Passive day cooling is a promising method for long-term energy consumption reduction. It removes stored heat without requiring external energy and prevents buildings from becoming overheated by solar radiation.

Researchers Create Test Systems for Passive Cooling Materials.
Prof. Dr. Markus Retsch and Dr. Qimeng Song (from left) inspect a sample as studied so far in field trials. Sunny weather is a basic prerequisite for this. Image Credit: UBT / Chr. Wißler.

The materials used for passive cooling can now be accurately characterized and compared by researchers at the University of Bayreuth, independent of the weather and ambient circumstances.

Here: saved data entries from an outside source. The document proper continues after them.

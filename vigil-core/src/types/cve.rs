use chrono::{DateTime, Utc};
use serde::{Deserialize, Serialize};
use uuid::Uuid;

use super::priority::Priority;
use super::severity::Severity;

/// A distinct CVE identifier tied to a finding identity.
///
/// Created during ingestion with only `name`, `severity`, and the owning
/// finding name; the scoring fields stay empty until the enrichment job
/// fills them in.
#[derive(Debug, Clone, Serialize, Deserialize)]
pub struct CveRecord {
    pub id: Uuid,
    /// Globally unique identifier, `CVE-YYYY-NNNN…`.
    pub name: String,
    pub finding_name_id: Option<Uuid>,
    pub severity: Severity,
    pub priority: Option<Priority>,
    pub epss: Option<f64>,
    pub cvss: Option<f64>,
    pub cvss_version: Option<String>,
    pub kev_list: bool,
    pub vector: Option<String>,
    pub created_at: DateTime<Utc>,
}
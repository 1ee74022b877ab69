//! # vigil-normalize
//!
//! Turns raw vendor scan exports into tables matching the canonical
//! interchange schema. Each supported scanner gets a [`Normalizer`]
//! plugin; the [`NormalizerRegistry`] resolves one from the assessment
//! kind plus the plugin name recorded on the catalog entry.
//!
//! The output contract is deliberately narrow: a schema-valid [`Table`]
//! whose rows convert losslessly into [`vigil_core::CanonicalRecord`]s.
//! Everything vendor-specific (column renames, filler values, host
//! resolution from resource tags) stays inside the plugin.

pub mod builtin;
pub mod csv_read;
pub mod plugin;
pub mod schema;
pub mod table;
pub mod text;

pub use plugin::{Normalizer, NormalizerRegistry};
pub use schema::{canonical_records, expected_schema, validate_schema};
pub use table::{Column, DType, Table, Value};
use serde::{Deserialize, Serialize};

use super::assessment::AssessmentKind;

/// Lifecycle status of a finding occurrence.
///
/// VA findings are driven by reconciliation: NEW on first sight, OPEN on
/// reconfirmation, CLOSED when absent from a later upload. EXEMPTION and
/// OTHERS are assigned manually and behave like open states. HA findings
/// carry their check result straight from the export and terminate at PASSED.
#[derive(Debug, Clone, Copy, PartialEq, Eq, Hash, Serialize, Deserialize)]
#[serde(rename_all = "UPPERCASE")]
pub enum FindingStatus {
    New,
    Open,
    Closed,
    Exemption,
    Others,
    Passed,
    Failed,
    Warning,
}

impl FindingStatus {
    pub fn as_str(&self) -> &'static str {
        match self {
            FindingStatus::New => "NEW",
            FindingStatus::Open => "OPEN",
            FindingStatus::Closed => "CLOSED",
            FindingStatus::Exemption => "EXEMPTION",
            FindingStatus::Others => "OTHERS",
            FindingStatus::Passed => "PASSED",
            FindingStatus::Failed => "FAILED",
            FindingStatus::Warning => "WARNING",
        }
    }

    pub fn parse(s: &str) -> Option<Self> {
        match s.to_ascii_uppercase().as_str() {
            "NEW" => Some(FindingStatus::New),
            "OPEN" => Some(FindingStatus::Open),
            "CLOSED" => Some(FindingStatus::Closed),
            "EXEMPTION" => Some(FindingStatus::Exemption),
            "OTHERS" => Some(FindingStatus::Others),
            "PASSED" => Some(FindingStatus::Passed),
            "FAILED" => Some(FindingStatus::Failed),
            "WARNING" => Some(FindingStatus::Warning),
            _ => None,
        }
    }

    /// Statuses an HA export file may declare for a check.
    pub fn parse_ha(s: &str) -> Option<Self> {
        match s.to_ascii_uppercase().as_str() {
            "PASSED" => Some(FindingStatus::Passed),
            "FAILED" => Some(FindingStatus::Failed),
            "WARNING" => Some(FindingStatus::Warning),
            _ => None,
        }
    }

    /// The terminal status for the given assessment kind. Rows in this
    /// status are excluded from the live-occurrence uniqueness constraint.
    pub fn terminal_for(kind: AssessmentKind) -> FindingStatus {
        match kind {
            AssessmentKind::Va => FindingStatus::Closed,
            AssessmentKind::Ha => FindingStatus::Passed,
        }
    }

    pub fn is_terminal(&self, kind: AssessmentKind) -> bool {
        *self == Self::terminal_for(kind)
    }
}

impl std::fmt::Display for FindingStatus {
    fn fmt(&self, f: &mut std::fmt::Formatter<'_>) -> std::fmt::Result {
        f.write_str(self.as_str())
    }
}
//! Passthrough for hand-maintained canonical CSVs.

use vigil_core::errors::VigilResult;
use vigil_core::types::AssessmentKind;

use crate::csv_read::read_csv;
use crate::plugin::Normalizer;
use crate::schema::schema_columns;
use crate::table::{Table, Value};
use crate::text::sanitize_breaks;

/// Normalizer for manually curated findings.
///
/// The file is already in canonical column shape; this only normalizes
/// headers, flattens line breaks, and casts `port`.
pub struct ManualCsv;

impl Normalizer for ManualCsv {
    fn process(&self, raw: &[u8]) -> VigilResult<Table> {
        let mut table = read_csv(raw)?;
        for column in ["description", "remediation", "evidence"] {
            if table.has_column(column) {
                table.map_column(column, |value| match value {
                    Value::Text(s) => Value::Text(sanitize_breaks(&s)),
                    other => other,
                })?;
            }
        }
        table.cast_int("port")?;
        table.select(&schema_columns(AssessmentKind::Va))?;
        Ok(table)
    }
}
use chrono::{DateTime, NaiveDate, Utc};
use serde::{Deserialize, Serialize};
use uuid::Uuid;

use super::severity::Severity;
use super::status::FindingStatus;

/// A vulnerability identity (title + description), scoped to a product.
/// Created once on first sighting and never mutated afterwards.
#[derive(Debug, Clone, Serialize, Deserialize)]
pub struct FindingName {
    pub id: Uuid,
    pub name: String,
    pub description: Option<String>,
    pub product_id: Uuid,
    pub created_at: DateTime<Utc>,
}

/// One occurrence of a FindingName on a host/port for a plugin/product,
/// possibly under a label (parallel finding set).
///
/// At most one non-terminal row exists per
/// (finding_name_id, host, port, plugin_id, product_id, label); a terminal
/// row that reappears in a later upload is re-inserted as a fresh row, which
/// is how a reopen is physically represented.
#[derive(Debug, Clone, Serialize, Deserialize)]
pub struct Finding {
    pub id: Uuid,
    pub finding_name_id: Uuid,
    pub product_id: Uuid,
    pub plugin_id: Uuid,
    pub host: String,
    pub port: i64,
    pub status: FindingStatus,
    pub severity: Severity,
    pub reopen: bool,
    pub vpr_score: Option<String>,
    pub evidence: String,
    pub remediation: String,
    pub remark: Option<String>,
    pub internal_remark: Option<String>,
    /// First time this occurrence was seen.
    pub finding_date: NaiveDate,
    /// Most recent upload that confirmed this occurrence.
    pub last_update: NaiveDate,
    pub closed_at: Option<NaiveDate>,
    /// Days between discovery and closure, stamped once at the terminal
    /// transition.
    pub closing_effort: Option<i64>,
    pub delay_untill: Option<NaiveDate>,
    pub label: Option<String>,
    pub created_at: DateTime<Utc>,
}
//! The priority decision table.

use vigil_core::types::{Priority, PriorityResult, Severity};

use crate::feeds::{EpssScore, NvdDetail};

/// Classifies CVEs into priority tiers from CVSS score, EPSS probability,
/// and KEV membership. Unknown scores compare as negative infinity, so a
/// fully unresolved CVE lands in tier 4.
#[derive(Debug, Clone, Copy)]
pub struct PriorityScorer {
    cvss_threshold: f64,
    epss_threshold: f64,
}

impl PriorityScorer {
    pub fn new(cvss_threshold: f64, epss_threshold: f64) -> Self {
        PriorityScorer {
            cvss_threshold,
            epss_threshold,
        }
    }

    /// First matching tier wins; the table is total.
    pub fn tier(&self, cvss: Option<f64>, epss: Option<f64>, kev: bool) -> Priority {
        if kev {
            return Priority::OnePlus;
        }
        let cvss = cvss.unwrap_or(f64::NEG_INFINITY);
        let epss = epss.unwrap_or(f64::NEG_INFINITY);
        if cvss >= self.cvss_threshold {
            if epss >= self.epss_threshold {
                Priority::One
            } else {
                Priority::Two
            }
        } else if epss >= self.epss_threshold {
            Priority::Three
        } else {
            Priority::Four
        }
    }

    /// Combine the feed lookups for one CVE into its write-back row. The
    /// NVD severity only carries through when it parses into a known tier,
    /// so the ingestion-derived severity is never clobbered by junk.
    pub fn score(&self, cve_id: &str, detail: &NvdDetail, epss: &EpssScore) -> PriorityResult {
        PriorityResult {
            cve_id: cve_id.to_string(),
            priority: self.tier(detail.cvss, epss.epss, detail.kev_eligible),
            epss: epss.epss,
            cvss: detail.cvss,
            cvss_version: detail.cvss_version.clone(),
            severity: detail
                .severity
                .as_deref()
                .and_then(Severity::parse)
                .map(|s| s.as_str().to_string()),
            vector: detail.vector.clone(),
            kev_list: detail.kev_eligible,
        }
    }
}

To evaluate high-performance cooling materials, the measuring setup described in Cell Reports Physical Science is the first step toward a standardized, universal test method.

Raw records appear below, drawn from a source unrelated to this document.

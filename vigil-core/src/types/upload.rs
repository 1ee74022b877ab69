use chrono::NaiveDate;
use serde::{Deserialize, Serialize};
use uuid::Uuid;

use super::assessment::AssessmentKind;

/// Metadata accompanying one uploaded scan export.
#[derive(Debug, Clone, Serialize, Deserialize)]
pub struct UploadContext {
    pub product_id: Uuid,
    pub plugin_id: Uuid,
    pub kind: AssessmentKind,
    /// Day the scan was taken. All lifecycle arithmetic is day-granular.
    pub scan_date: NaiveDate,
    /// When false, rows for never-seen (host, port, name) triples are
    /// discarded instead of creating new finding identities.
    pub process_new_finding: bool,
    /// Re-upload of an already ingested day: snapshot the product first,
    /// then replace that day's rows.
    pub overwrite: bool,
    pub label: Option<String>,
}

impl UploadContext {
    /// Label as persisted: trimmed, with the empty string standing in for
    /// "no label" so the uniqueness constraint covers unlabeled rows as one
    /// group.
    pub fn storage_label(&self) -> String {
        self.label.as_deref().unwrap_or("").trim().to_string()
    }
}

/// Row counters reported back from one reconciliation run.
#[derive(Debug, Default, Clone, Copy, PartialEq, Eq, Serialize, Deserialize)]
pub struct IngestionSummary {
    /// Fresh occurrence rows inserted.
    pub created: usize,
    /// Live occurrences reconfirmed in place.
    pub updated: usize,
    /// Rows swept to the terminal status by this upload.
    pub closed: usize,
    /// Closed rows newly flagged as reopened.
    pub reopened: usize,
}
//! Tracing subscriber setup for embedders and tests.

use tracing_subscriber::EnvFilter;

/// Initialize the global tracing subscriber. Respects `RUST_LOG`; defaults
/// to `info`. Safe to call more than once; later calls are no-ops.
pub fn init() {
    let filter = EnvFilter::try_from_default_env().unwrap_or_else(|_| EnvFilter::new("info"));
    let _ = tracing_subscriber::fmt().with_env_filter(filter).try_init();
}
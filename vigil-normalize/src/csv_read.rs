//! CSV decoding with header normalization.

use csv::ReaderBuilder;
use vigil_core::errors::{ValidationError, VigilResult};

use crate::table::{Column, DType, Table, Value};

/// Lower-case a raw header and join its words with underscores.
pub fn normalize_header(header: &str) -> String {
    header.trim().to_lowercase().replace(' ', "_")
}

/// Decode a CSV payload into an all-text table.
///
/// Headers are normalized through [`normalize_header`]; empty fields
/// become nulls so downstream fills and casts can tell "absent" from
/// a real empty string.
pub fn read_csv(raw: &[u8]) -> VigilResult<Table> {
    let mut reader = ReaderBuilder::new().flexible(false).from_reader(raw);
    let headers = reader
        .headers()
        .map_err(|e| ValidationError::PluginMismatch {
            reason: format!("unreadable csv header: {e}"),
        })?
        .clone();
    let columns: Vec<Column> = headers
        .iter()
        .map(|h| Column {
            name: normalize_header(h),
            dtype: DType::Text,
        })
        .collect();

    let mut table = Table::new(columns);
    for (idx, record) in reader.records().enumerate() {
        let record = record.map_err(|e| ValidationError::PluginMismatch {
            // header is line 1
            reason: format!("csv line {}: {e}", idx + 2),
        })?;
        let row: Vec<Value> = record
            .iter()
            .map(|field| {
                if field.is_empty() {
                    Value::Null
                } else {
                    Value::Text(field.to_string())
                }
            })
            .collect();
        table.push_row(row)?;
    }
    Ok(table)
}
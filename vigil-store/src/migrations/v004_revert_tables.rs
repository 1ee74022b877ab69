//! v004: finding_revert_points, column-identical to findings.
//!
//! The snapshot copies rows verbatim (ids included) so a revert can
//! restore them without touching any foreign reference.

use rusqlite::Connection;

use vigil_core::errors::VigilResult;

use crate::to_storage_err;

pub fn migrate(conn: &Connection) -> VigilResult<()> {
    conn.execute_batch(
        "
        CREATE TABLE IF NOT EXISTS finding_revert_points (
            id              TEXT PRIMARY KEY,
            finding_name_id TEXT NOT NULL,
            product_id      TEXT NOT NULL,
            plugin_id       TEXT NOT NULL,
            host            TEXT NOT NULL,
            port            INTEGER NOT NULL,
            status          TEXT NOT NULL,
            severity        TEXT NOT NULL,
            reopen          INTEGER NOT NULL DEFAULT 0,
            vpr_score       TEXT,
            evidence        TEXT NOT NULL DEFAULT '',
            remediation     TEXT NOT NULL DEFAULT '',
            remark          TEXT,
            internal_remark TEXT,
            finding_date    TEXT NOT NULL,
            last_update     TEXT NOT NULL,
            closed_at       TEXT,
            closing_effort  INTEGER,
            delay_untill    TEXT,
            label           TEXT NOT NULL DEFAULT '',
            created_at      TEXT NOT NULL
        );

        CREATE INDEX IF NOT EXISTS idx_revert_points_product
            ON finding_revert_points(product_id);
        ",
    )
    .map_err(|e| to_storage_err(e.to_string()))?;
    Ok(())
}
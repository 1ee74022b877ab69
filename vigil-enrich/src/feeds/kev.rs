//! CISA Known Exploited Vulnerabilities catalog.

use serde::Deserialize;

/// The full KEV catalog, fetched once per enrichment run.
#[derive(Debug, Default, Deserialize)]
pub struct KevCatalog {
    #[serde(default)]
    pub vulnerabilities: Vec<KevEntry>,
}

#[derive(Debug, Deserialize)]
pub struct KevEntry {
    #[serde(rename = "cveID")]
    pub cve_id: String,
    #[serde(default, rename = "knownRansomwareCampaignUse")]
    pub known_ransomware_campaign_use: Option<String>,
}

impl KevCatalog {
    /// Ransomware-campaign note for a listed CVE, upper-cased.
    pub fn ransomware_use(&self, cve_id: &str) -> Option<String> {
        self.vulnerabilities
            .iter()
            .find(|entry| entry.cve_id == cve_id)
            .map(|entry| {
                entry
                    .known_ransomware_campaign_use
                    .as_deref()
                    .unwrap_or("")
                    .to_ascii_uppercase()
            })
    }
}
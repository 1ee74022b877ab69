//! # vigil-store
//!
//! SQLite persistence for the finding tracker: catalog rows (products,
//! plugins), finding identities and occurrences, CVE scoring fields, and
//! the per-product revert snapshot.
//!
//! One write connection behind a mutex; migrations run at open. Query
//! logic lives in per-entity modules under [`queries`], all taking a
//! `&rusqlite::Connection` so callers can compose them inside a single
//! transaction.

pub mod engine;
pub mod migrations;
pub mod pool;
pub mod queries;

pub use engine::StoreEngine;

use vigil_core::errors::StorageError;
use vigil_core::VigilError;

/// Wrap a raw SQLite failure into the workspace error type.
pub(crate) fn to_storage_err(message: String) -> VigilError {
    StorageError::SqliteError { message }.into()
}

/// Helper trait to make `query_row` return `Option` on not-found.
pub(crate) trait OptionalRow<T> {
    fn optional(self) -> Result<Option<T>, rusqlite::Error>;
}

impl<T> OptionalRow<T> for Result<T, rusqlite::Error> {
    fn optional(self) -> Result<Option<T>, rusqlite::Error> {
        match self {
            Ok(v) => Ok(Some(v)),
            Err(rusqlite::Error::QueryReturnedNoRows) => Ok(None),
            Err(e) => Err(e),
        }
    }
}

The worldwide increase in fossil energy consumption is still contributing to global warming and is a major reason why our cities are heating up. Cooling buildings during the day using passive cooling materials has great potential to establish itself as an effective energy-saving tool.

Dr. Markus Retsch, Professor, Physical Chemistry I, University of Bayreuth

Retsch added, Many technologically interesting materials and material classes have therefore been developed for heat dissipation, but it is still an unsolved challenge to precisely determine and compare their performance. The laboratory setup we designed helps to overcome this difficulty. It is a test system that makes important contributions to the characterization of existing cooling materials and the design of new ones, regardless of the weather.

The essential elements influencing the performance of passive cooling are replicated by the lab-based test system.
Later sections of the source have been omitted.